Va detto che lo storico francese non
descrive solamente il 69 d.C. ma contestualizza quella data, facendo iniziare
il racconto storico dall’inverno 67/68, ovvero quello della prima rivolta di
Gaio Giulio Vindice contro Nerone. Quindi numerosi gli eventi citati che
vengono sempre presentati in una maniera molto rigorosa. Quindi largo spazio,
come abbiamo già sostenuto, alle fonti “di prima mano”, per così dire, vagliate
sempre però sia dai contributi più recenti, sia anche da studi incrociati, ad
esempio, sulla società romana ed in particolare su quella militare. Infatti,
leggendo L’anno dei Quattro Imperatori, si comprende bene come l’elezione ad
imperatore sia ormai diventata, almeno a quell’altezza cronologica, soprattutto
una questione, non tanto di soldi, di risorse insomma (che si potevano trovare, ad esempio, promettendo ai soldati il bottino di guerra o il frutto di una razzia), quanto di ascendenza e
leadership, anche se dovremmo dire imperium,
militare.
Vi è che tutti e quattro i “protagonisti”,
Galba, Otone, Vitellio e lo stesso Vespasiano erano generali di legioni
praticamente sparse agli angoli dell’Impero Romano. Cioè il potere si conquista
con la spada ma non solo. Il potere “viene dato” dalla spada, ovvero in molti
casi, sono le stesse legioni, i pretoriani come i soldati più rappresentativi, che eleggono, per acclamazione, il loro duce. In questo modo, codesti specie di “sponsor”,
saranno poi nobilitati con prebende, favori e posti di rilievo.

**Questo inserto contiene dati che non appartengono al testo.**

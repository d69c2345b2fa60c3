//! # Queue Gate
//!
//! Bounds how many callers may wait for the admission clock at the same time.
//! The gate is a single atomic counter updated with a compare-and-swap loop;
//! it never takes a lock and never parks the calling thread, so a full queue
//! is detected without waiting behind the clock's mutex.
//!
//! ```text
//!     enter():
//!
//!     load(queued) ──► full? ──Yes──► ❌ QueueFull (no state change)
//!          ▲              │
//!          │              No
//!          │              ▼
//!          └──Lost──  CAS(q, q+1) ──Won──► ✅ queued
//! ```
//!
//! The gate only decides who may join the wait line. Order of service is
//! decided entirely by the clock's lock.

use super::{
    config::MemoryOrdering,
    error::{RateLimitError, Result},
    utils::{Backoff, CacheAligned},
};
use std::sync::atomic::AtomicU32;
use tracing::{debug, trace};

/// Spin steps before backoff stops growing (2^5 = 32 spins per retry).
const MAX_BACKOFF_STEP: u32 = 5;

/// Lock-free counter of callers waiting for the admission clock.
#[derive(Debug)]
pub(crate) struct QueueGate {
    queued: CacheAligned<AtomicU32>,
    max_queue: u32,
    ordering: MemoryOrdering,
}

impl QueueGate {
    /// Creates a gate. A `max_queue` of zero disables the ceiling.
    pub(crate) fn new(max_queue: u32, ordering: MemoryOrdering) -> Self {
        Self {
            queued: CacheAligned::new(AtomicU32::new(0)),
            max_queue,
            ordering,
        }
    }

    #[inline]
    pub(crate) fn is_bounded(&self) -> bool {
        self.max_queue > 0
    }

    #[inline]
    pub(crate) fn max_queue(&self) -> u32 {
        self.max_queue
    }

    /// Current number of callers inside the gate. Always 0 when unbounded.
    #[inline]
    pub(crate) fn depth(&self) -> u32 {
        self.queued.get().load(self.ordering.load())
    }

    /// Reserves a place in the wait queue.
    ///
    /// Retries the compare-and-swap until it either wins a slot or observes
    /// the queue at its ceiling.
    ///
    /// # Errors
    ///
    /// [`RateLimitError::QueueFull`] if the queue is at `max_queue`. Nothing is
    /// modified in that case.
    pub(crate) fn enter(&self) -> Result<()> {
        if !self.is_bounded() {
            return Ok(());
        }

        let mut backoff = Backoff::new(MAX_BACKOFF_STEP);
        let mut current = self.depth();

        loop {
            if current == u32::MAX || current >= self.max_queue {
                debug!(
                    queued = current,
                    max_queue = self.max_queue,
                    "Rate limiter queue is full, rejecting caller"
                );
                return Err(RateLimitError::QueueFull);
            }

            match self.queued.get().compare_exchange_weak(
                current,
                current + 1,
                self.ordering.rmw(),
                self.ordering.cas_failure(),
            ) {
                Ok(_) => return Ok(()),
                Err(actual) => {
                    // Lost the race to another caller; re-check against the fresh value.
                    current = actual;
                    if backoff.is_at_max() {
                        trace!(queued = current, "Queue gate CAS under heavy contention");
                    }
                    backoff.spin();
                }
            }
        }
    }

    /// Releases a place taken by a successful [`enter`](Self::enter).
    #[inline]
    pub(crate) fn exit(&self) {
        if !self.is_bounded() {
            return;
        }

        let previous = self.queued.get().fetch_sub(1, self.ordering.rmw());
        debug_assert!(previous > 0, "queue gate exited more times than entered");
    }
}

#[cfg(test)]
mod tests {
    use super::*;
    use std::sync::atomic::{AtomicU32 as Counter, Ordering};
    use std::sync::{Arc, Barrier};
    use std::thread;

    #[test]
    fn test_unbounded_gate_never_counts() {
        let gate = QueueGate::new(0, MemoryOrdering::default());

        for _ in 0..100 {
            assert!(gate.enter().is_ok());
        }
        assert_eq!(gate.depth(), 0);

        for _ in 0..100 {
            gate.exit();
        }
        assert_eq!(gate.depth(), 0);
    }

    #[test]
    fn test_bounded_gate_rejects_at_ceiling() {
        let gate = QueueGate::new(3, MemoryOrdering::default());

        assert!(gate.enter().is_ok());
        assert!(gate.enter().is_ok());
        assert!(gate.enter().is_ok());
        assert_eq!(gate.depth(), 3);

        assert_eq!(gate.enter(), Err(RateLimitError::QueueFull));
        // Rejection leaves the counter untouched
        assert_eq!(gate.depth(), 3);

        gate.exit();
        assert_eq!(gate.depth(), 2);
        assert!(gate.enter().is_ok());
        assert_eq!(gate.depth(), 3);
    }

    #[test]
    fn test_repeated_rejections_are_side_effect_free() {
        let gate = QueueGate::new(1, MemoryOrdering::default());
        gate.enter().unwrap();

        for _ in 0..10_000 {
            assert!(gate.enter().unwrap_err().is_queue_full());
        }
        assert_eq!(gate.depth(), 1);

        gate.exit();
        assert_eq!(gate.depth(), 0);
    }

    #[test]
    fn test_max_representable_queue() {
        let gate = QueueGate::new(u32::MAX, MemoryOrdering::Relaxed);
        gate.queued.get().store(u32::MAX - 1, Ordering::Relaxed);

        // The last representable slot can still be taken
        assert!(gate.enter().is_ok());
        assert_eq!(gate.depth(), u32::MAX);

        // A saturated counter is treated as full and never wraps
        assert!(gate.enter().is_err());
        assert_eq!(gate.depth(), u32::MAX);
    }

    #[test]
    fn test_concurrent_enter_respects_ceiling() {
        let max_queue = 8;
        let gate = Arc::new(QueueGate::new(max_queue, MemoryOrdering::AcquireRelease));
        let barrier = Arc::new(Barrier::new(32));
        let entered = Arc::new(Counter::new(0));

        let handles: Vec<_> = (0..32)
            .map(|_| {
                let gate = gate.clone();
                let barrier = barrier.clone();
                let entered = entered.clone();
                thread::spawn(move || {
                    barrier.wait();
                    if gate.enter().is_ok() {
                        entered.fetch_add(1, Ordering::SeqCst);
                    }
                })
            })
            .collect();

        for handle in handles {
            handle.join().unwrap();
        }

        // Nobody exited, so exactly max_queue callers got in
        assert_eq!(entered.load(Ordering::SeqCst), max_queue);
        assert_eq!(gate.depth(), max_queue);
    }

    #[test]
    fn test_enter_exit_stress_never_exceeds_ceiling() {
        let max_queue = 4;
        let gate = Arc::new(QueueGate::new(max_queue, MemoryOrdering::Sequential));
        let observed_max = Arc::new(Counter::new(0));

        let handles: Vec<_> = (0..16)
            .map(|_| {
                let gate = gate.clone();
                let observed_max = observed_max.clone();
                thread::spawn(move || {
                    for _ in 0..2_000 {
                        if gate.enter().is_ok() {
                            observed_max.fetch_max(gate.depth(), Ordering::SeqCst);
                            gate.exit();
                        }
                    }
                })
            })
            .collect();

        for handle in handles {
            handle.join().unwrap();
        }

        assert!(observed_max.load(Ordering::SeqCst) <= max_queue);
        assert_eq!(gate.depth(), 0);
    }
}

Illuminante, per capire la modernità di
queste antiche vicende, è il caso di un legato di legione, Fabio Valente,
presentato da Tacito quale principale capo, assieme all’altro legato Aulo
Alieno Cecina, del “partito” di Vitellio (ma vi sono casi analoghi anche negli
altri schieramenti)
Fabio Valente era già legato della legione I Germanica al momento della rivolta di Vindice. Aveva allora affrettato l’eliminazione di Fonteio Capitone nel tentativo di ingraziarsi Galba. Dal momento che il risultato ei suoi intrighi non si era rivelato all’altezza delle sue speranze, egli aveva rapidamente preso consapevolezza del vantaggio che poteva trarre dalla proclamazione di Vitellio a Colonia, alla quale aveva perciò largamente contribuito a capo dei cavalieri legionari e ausiliari venuti da Bonn.
Si capisce bene quindi come non vi fosse
molto spazio per la fedeltà in quell’antico-moderno mondo romano. Forse più ad
uno straniero che ad un italiano, una vicenda del genere farebbe riecheggiare i
grandi tradimenti e intrighi della tradizione dei Medici, dei Borgia, del Duca
Valentino e di molti altri protagonisti della Storia patria. Va detto anche
che, probabilmente, ad un italiano verrebbe più facilmente alla mente il “trasformismo”
di numerosi parlamentari che, senza colpo ferire, passano tranquillamente da
uno “spicchio” all’altro dell’emiciclo parlamentare.
Ecco il grande valore di questo libro di
Pierre Cosme che, oltre ad essere un tomo ben realizzato nella sua veste
scientifica (ideale anche per un consulto a livello universitario e accademico,
grazie alla perfetta cura editoriale e alla traduzione di Omar Coloru), è uno
strumento ideale per ricordare, qualora ve ne fosse bisogno, certe
caratteristiche precipue della gens
italica: grandi trame per grandi uomini sempre pronti a fiutare “dove soffi il vento”.